That is why top performers have well-honed coping strategies that they employ under stressful circumstances. This lowers their stress levels regardless of what’s happening in their environment, ensuring that the stress they experience is intermittent and not prolonged.
Here are 10 of the best practice to cope with stress:
- Appreciate What You Have: Taking time to contemplate what you’re grateful for isn’t merely the “right” thing to do. It also improves your mood, because it reduces the stress hormone cortisol by 23%.
- Avoid Asking “What If?”: “What if?” statements throw fuel on the fire of stress and worry. Things can go in a million different directions, and the more time you spend worrying about the possibilities, the less time you’ll spend focusing on taking action that will calm you down and keep your stress under control.
- Stay Positive: Positive thoughts help make stress intermittent by focusing your brain’s attention onto something that is completely stress-free. You have to give your wandering brain a little help by consciously selecting something positive to think about. Think about your day and identify one positive thing that happened, no matter how small. If you can’t think of something from the current day, reflect on the previous day or even the previous week.
- Disconnect: Given the importance of keeping stress intermittent, it’s easy to see how taking regular time off the grid can help keep your stress under control. When you make yourself available to your work 24/7, you expose yourself to a constant barrage of stressors. Forcing yourself offline and even turning off your phone gives your body a break from a constant source of stress.
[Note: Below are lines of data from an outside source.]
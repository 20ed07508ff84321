//! Request/response plumbing between the driver and the storage endpoint.
//!
//! The driver never talks to an HTTP client directly; it hands a [`Request`]
//! to a [`Transport`] and gets a [`Response`] back. Any response the server
//! sent is `Ok`, whatever its status; only failures where nothing came back
//! are errors.

pub mod client;
#[cfg(test)]
pub(crate) mod mock;

pub use client::HttpTransport;

use crate::errors::SwiftResult;
use async_trait::async_trait;
use bytes::Bytes;
use http::{HeaderMap, Method, StatusCode};
use std::fmt;
use std::sync::LazyLock;

static COPY: LazyLock<Method> =
    LazyLock::new(|| Method::from_bytes(b"COPY").expect("COPY is a valid method token"));

/// The `COPY` verb Swift uses for server-side copies.
pub fn copy_method() -> Method {
    COPY.clone()
}

/// Query string pairs, in the order they are sent.
pub type Query = Vec<(String, String)>;

#[derive(Clone, Debug)]
pub struct Request {
    pub method: Method,
    /// Path relative to the storage endpoint, e.g. `photos/2025/img.jpg`.
    pub path: String,
    pub query: Query,
    pub headers: HeaderMap,
    pub body: Option<Bytes>,
}

impl Request {
    pub fn new(method: Method, path: impl Into<String>) -> Self {
        Self {
            method,
            path: path.into(),
            query: Vec::new(),
            headers: HeaderMap::new(),
            body: None,
        }
    }

    pub fn with_query(mut self, query: Query) -> Self {
        self.query = query;
        self
    }

    pub fn with_headers(mut self, headers: HeaderMap) -> Self {
        self.headers = headers;
        self
    }

    pub fn with_body(mut self, body: Option<Bytes>) -> Self {
        self.body = body;
        self
    }
}

impl fmt::Display for Request {
    fn fmt(&self, f: &mut fmt::Formatter<'_>) -> fmt::Result {
        write!(f, "{} {}", self.method, self.path)?;
        for (idx, (key, value)) in self.query.iter().enumerate() {
            let sep = if idx == 0 { '?' } else { '&' };
            write!(f, "{}{}={}", sep, key, value)?;
        }
        Ok(())
    }
}

#[derive(Clone, Debug)]
pub struct Response {
    pub status: StatusCode,
    pub headers: HeaderMap,
    pub body: Bytes,
}

impl Response {
    pub fn new(status: StatusCode) -> Self {
        Self {
            status,
            headers: HeaderMap::new(),
            body: Bytes::new(),
        }
    }

    pub fn with_headers(mut self, headers: HeaderMap) -> Self {
        self.headers = headers;
        self
    }

    pub fn with_body(mut self, body: impl Into<Bytes>) -> Self {
        self.body = body.into();
        self
    }

    /// Body decoded as UTF-8, invalid sequences replaced.
    pub fn text(&self) -> String {
        String::from_utf8_lossy(&self.body).into_owned()
    }
}

/// Sends requests to a storage endpoint.
#[async_trait]
pub trait Transport: Send + Sync {
    /// Endpoint every request path is relative to, without trailing slash.
    fn base_url(&self) -> &str;

    async fn send(&self, request: Request) -> SwiftResult<Response>;
}
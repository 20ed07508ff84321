//! Client-side models of the Swift entities.
//!
//! A container owns its metadata bag; an object owns its own and holds a
//! shared handle to the container it lives in.

pub mod container;
pub mod metadata;
pub mod object;

pub use container::Container;
pub use metadata::Metadata;
pub use object::Object;
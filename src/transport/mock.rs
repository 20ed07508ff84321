//! Scripted in-memory transport for unit tests.

use crate::errors::{SwiftError, SwiftResult};
use crate::transport::{Request, Response, Transport};
use async_trait::async_trait;
use http::{HeaderMap, HeaderName, HeaderValue, Method, StatusCode};
use std::collections::{HashMap, VecDeque};
use std::sync::Mutex;
use std::time::Duration;

pub(crate) const BASE_URL: &str = "http://swift.example.org";

struct Scripted {
    outcome: Result<Response, String>,
    delay: Duration,
}

/// Replies to `(method, path)` pairs from per-route queues and records every
/// request it receives. Unscripted requests fail as transport errors.
#[derive(Default)]
pub(crate) struct MockTransport {
    routes: Mutex<HashMap<(Method, String), VecDeque<Scripted>>>,
    requests: Mutex<Vec<Request>>,
}

impl MockTransport {
    pub(crate) fn new() -> Self {
        Self::default()
    }

    pub(crate) fn on(&self, method: Method, path: &str, response: Response) -> &Self {
        self.script(method, path, Ok(response), Duration::ZERO)
    }

    pub(crate) fn on_status(&self, method: Method, path: &str, status: u16) -> &Self {
        self.on(method, path, reply(status))
    }

    /// Reply only after `delay`, to force out-of-order completion.
    pub(crate) fn on_delayed(
        &self,
        method: Method,
        path: &str,
        delay: Duration,
        response: Response,
    ) -> &Self {
        self.script(method, path, Ok(response), delay)
    }

    /// Fail without a response, like a dropped connection.
    pub(crate) fn fail(&self, method: Method, path: &str, message: &str) -> &Self {
        self.script(method, path, Err(message.to_string()), Duration::ZERO)
    }

    fn script(
        &self,
        method: Method,
        path: &str,
        outcome: Result<Response, String>,
        delay: Duration,
    ) -> &Self {
        self.routes
            .lock()
            .unwrap()
            .entry((method, path.to_string()))
            .or_default()
            .push_back(Scripted { outcome, delay });
        self
    }

    pub(crate) fn requests(&self) -> Vec<Request> {
        self.requests.lock().unwrap().clone()
    }

    /// `METHOD path` of every request, in arrival order.
    pub(crate) fn calls(&self) -> Vec<String> {
        self.requests()
            .iter()
            .map(|r| format!("{} {}", r.method, r.path))
            .collect()
    }

    pub(crate) fn count(&self, method: &Method) -> usize {
        self.requests()
            .iter()
            .filter(|r| &r.method == method)
            .count()
    }

    /// Whether every scripted reply has been consumed.
    pub(crate) fn is_drained(&self) -> bool {
        self.routes.lock().unwrap().values().all(VecDeque::is_empty)
    }
}

#[async_trait]
impl Transport for MockTransport {
    fn base_url(&self) -> &str {
        BASE_URL
    }

    async fn send(&self, request: Request) -> SwiftResult<Response> {
        let key = (request.method.clone(), request.path.clone());
        self.requests.lock().unwrap().push(request);

        let scripted = self
            .routes
            .lock()
            .unwrap()
            .get_mut(&key)
            .and_then(VecDeque::pop_front);
        let Some(scripted) = scripted else {
            return Err(SwiftError::TransportMessage {
                method: key.0,
                path: key.1,
                message: "no scripted response".into(),
            });
        };

        if !scripted.delay.is_zero() {
            tokio::time::sleep(scripted.delay).await;
        }
        scripted
            .outcome
            .map_err(|message| SwiftError::TransportMessage {
                method: key.0,
                path: key.1,
                message,
            })
    }
}

pub(crate) fn reply(status: u16) -> Response {
    Response::new(StatusCode::from_u16(status).unwrap())
}

pub(crate) fn reply_with(status: u16, headers: &[(&str, &str)], body: &str) -> Response {
    let mut map = HeaderMap::new();
    for (name, value) in headers {
        map.append(
            HeaderName::from_bytes(name.as_bytes()).unwrap(),
            HeaderValue::from_str(value).unwrap(),
        );
    }
    reply(status).with_headers(map).with_body(body.to_string())
}
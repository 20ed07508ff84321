pub mod batch;
pub mod driver;
pub mod object_store;
pub mod status;

pub use driver::{ListOptions, SwiftDriver};
pub use object_store::ObjectStore;
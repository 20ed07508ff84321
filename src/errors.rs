//! Error type shared by every layer of the client.
//!
//! Transport failures (nothing came back) and unexpected statuses (something
//! came back, just not what the operation accepts) are distinct variants of
//! the same error so callers can either propagate blindly or match on cause.

use http::{Method, StatusCode};
use std::io;
use thiserror::Error;

#[derive(Debug, Error)]
pub enum SwiftError {
    #[error("{method} {path} failed: {source}")]
    Transport {
        method: Method,
        path: String,
        #[source]
        source: reqwest::Error,
    },
    #[error("{method} {path} failed: {message}")]
    TransportMessage {
        method: Method,
        path: String,
        message: String,
    },
    #[error("{operation}: expected status to be one of {expected:?}, but got {status}")]
    UnexpectedStatus {
        operation: &'static str,
        status: u16,
        expected: Vec<u16>,
    },
    #[error("{context}. Failed requests:\n{}", failures.join("\n"))]
    Batch {
        context: String,
        failures: Vec<String>,
    },
    #[error("object container `{0}` is private")]
    PrivateContainer(String),
    #[error("cannot update new object `{0}` without a body")]
    MissingBody(String),
    #[error("destination `{0}` is same as source")]
    SelfCopy(String),
    #[error("`{0}` has a `.` or `..` segment and cannot be addressed by URL")]
    UnaddressablePath(String),
    #[error("invalid header: {0}")]
    InvalidHeader(String),
    #[error("invalid configuration: {0}")]
    Config(String),
    #[error(transparent)]
    Io(#[from] io::Error),
}

impl SwiftError {
    /// Build an `UnexpectedStatus` error for `operation`.
    pub fn unexpected_status(
        operation: &'static str,
        status: StatusCode,
        expected: impl IntoIterator<Item = StatusCode>,
    ) -> Self {
        Self::UnexpectedStatus {
            operation,
            status: status.as_u16(),
            expected: expected.into_iter().map(|s| s.as_u16()).collect(),
        }
    }

    /// Status code carried by the error, if a response was received.
    pub fn status(&self) -> Option<u16> {
        match self {
            Self::UnexpectedStatus { status, .. } => Some(*status),
            Self::Transport { source, .. } => source.status().map(|s| s.as_u16()),
            _ => None,
        }
    }
}

pub type SwiftResult<T> = Result<T, SwiftError>;
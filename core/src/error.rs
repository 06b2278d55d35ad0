//! Error types for the templated REST client.
//!
//! # Design
//! The client never returns these to the caller of `call`. An `ApiError` is
//! the payload handed to the error handler: either the round-trip itself
//! failed, or a response arrived whose body was not JSON. Application-level
//! rejections (non-2xx statuses with a JSON body) are not errors at all and
//! go to the failure handler instead.

use thiserror::Error;

/// Errors delivered to the `on_error` handler.
#[derive(Debug, Clone, PartialEq, Eq, Error)]
pub enum ApiError {
    /// The request never produced a response: connection refused, DNS,
    /// redirect policy violation and the like.
    #[error("transport failed: {0}")]
    Transport(String),

    /// A response arrived but its body is not valid JSON.
    #[error("deserialization failed: {0}")]
    Deserialization(String),

    /// The request data could not be serialized to JSON.
    #[error("serialization failed: {0}")]
    Serialization(String),
}

/// Errors raised while loading a `ClientConfig` from the environment.
#[derive(Debug, Clone, PartialEq, Eq, Error)]
pub enum ConfigError {
    #[error("invalid port {value:?}: {reason}")]
    InvalidPort { value: String, reason: String },

    #[error("host must not be empty")]
    EmptyHost,
}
- Limit Your Caffeine Intake: Drinking caffeine triggers the release of adrenaline. Adrenaline is the source of the “fight-or-flight” response, a survival mechanism that forces you to stand up and fight or run for the hills when faced with a threat. When caffeine puts your brain and body into this hyperaroused state of stress, your emotions overrun your behavior.
- Sleep: When you sleep, your brain literally recharges, so that you wake up alert and clear-headed. Your self-control, attention, and memory are all reduced when you don’t get enough of sleep. Sleep deprivation raises stress hormone levels on its own, even without a stressor present.
- Squash Negative Self-Talk: The more you ruminate on negative thoughts, the more power you give them. Most of our negative thoughts are just thoughts, not facts. When you find yourself believing the negative and pessimistic things your inner voice says, it’s time to stop and write them down. Once you’ve taken a moment to slow down the negative momentum of your thoughts, you will be more rational and clear-headed in evaluating their veracity.
- Reframe Your Perspective: Stress and worry are fueled by our own skewed perception of events. It’s easy to think that unrealistic deadlines, unforgiving bosses, and out-of-control traffic are the reasons we’re so stressed all the time. You can’t control your circumstances, but you can control how you respond to them.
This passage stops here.